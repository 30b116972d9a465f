use axum::{
    http::StatusCode,
    response::{IntoResponse, Json, Response},
};
use thiserror::Error;

/// Process-wide error taxonomy. Every variant carries the message surfaced
/// to the client; the HTTP status code is derived from the variant alone.
#[derive(Error, Debug, Clone, PartialEq)]
pub enum EngineError {
    #[error("{0}")]
    ClientError(String),

    #[error("{0}")]
    NotFound(String),

    #[error("{0}")]
    Conflict(String),

    #[error("{0}")]
    Unprocessable(String),

    #[error("{0}")]
    Unavailable(String),

    #[error("{0}")]
    Timeout(String),

    #[error("{0}")]
    Fatal(String),
}

pub type EngineResult<T> = Result<T, EngineError>;

impl EngineError {
    pub fn status_code(&self) -> StatusCode {
        match self {
            EngineError::ClientError(_) => StatusCode::BAD_REQUEST,
            EngineError::NotFound(_) => StatusCode::NOT_FOUND,
            EngineError::Conflict(_) => StatusCode::CONFLICT,
            EngineError::Unprocessable(_) => StatusCode::UNPROCESSABLE_ENTITY,
            EngineError::Unavailable(_) => StatusCode::SERVICE_UNAVAILABLE,
            EngineError::Timeout(_) => StatusCode::REQUEST_TIMEOUT,
            EngineError::Fatal(_) => StatusCode::INTERNAL_SERVER_ERROR,
        }
    }

    /// Numeric status code, used when a status must be persisted or proxied.
    pub fn code(&self) -> u16 {
        self.status_code().as_u16()
    }
}

impl serde::Serialize for EngineError {
    fn serialize<S>(&self, serializer: S) -> Result<S::Ok, S::Error>
    where
        S: serde::Serializer,
    {
        serializer.collect_str(self)
    }
}

impl From<rocksdb::Error> for EngineError {
    fn from(err: rocksdb::Error) -> Self {
        EngineError::Fatal(format!("Store error: {}", err))
    }
}

impl From<serde_json::Error> for EngineError {
    fn from(err: serde_json::Error) -> Self {
        EngineError::ClientError(format!("Invalid JSON: {}", err))
    }
}

/// The single response constructor: every handler failure funnels through
/// here so a status code is always paired with a `{"message": ...}` body.
pub fn respond(code: StatusCode, body: serde_json::Value) -> Response {
    (code, Json(body)).into_response()
}

impl IntoResponse for EngineError {
    fn into_response(self) -> Response {
        respond(
            self.status_code(),
            serde_json::json!({ "message": self.to_string() }),
        )
    }
}

#[cfg(test)]
mod tests {
    use super::*;

    #[test]
    fn test_status_codes() {
        assert_eq!(EngineError::ClientError("x".into()).code(), 400);
        assert_eq!(EngineError::NotFound("x".into()).code(), 404);
        assert_eq!(EngineError::Conflict("x".into()).code(), 409);
        assert_eq!(EngineError::Unprocessable("x".into()).code(), 422);
        assert_eq!(EngineError::Unavailable("x".into()).code(), 503);
        assert_eq!(EngineError::Timeout("x".into()).code(), 408);
        assert_eq!(EngineError::Fatal("x".into()).code(), 500);
    }

    #[test]
    fn test_message_passthrough() {
        let err = EngineError::NotFound("Collection `books` not found.".to_string());
        assert_eq!(err.to_string(), "Collection `books` not found.");
    }

    #[test]
    fn test_json_error_is_client_error() {
        let bad: Result<serde_json::Value, _> = serde_json::from_str("{nope");
        let err: EngineError = bad.unwrap_err().into();
        assert_eq!(err.code(), 400);
    }
}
◆ ◆ ◆ ◆
- **WHAT TO PRODUCE**: Filter the records above down to the lines that hold the string "IntoResponse".

- **WORKED SOLUTION**:
    response::{IntoResponse, Json, Response},
impl IntoResponse for EngineError {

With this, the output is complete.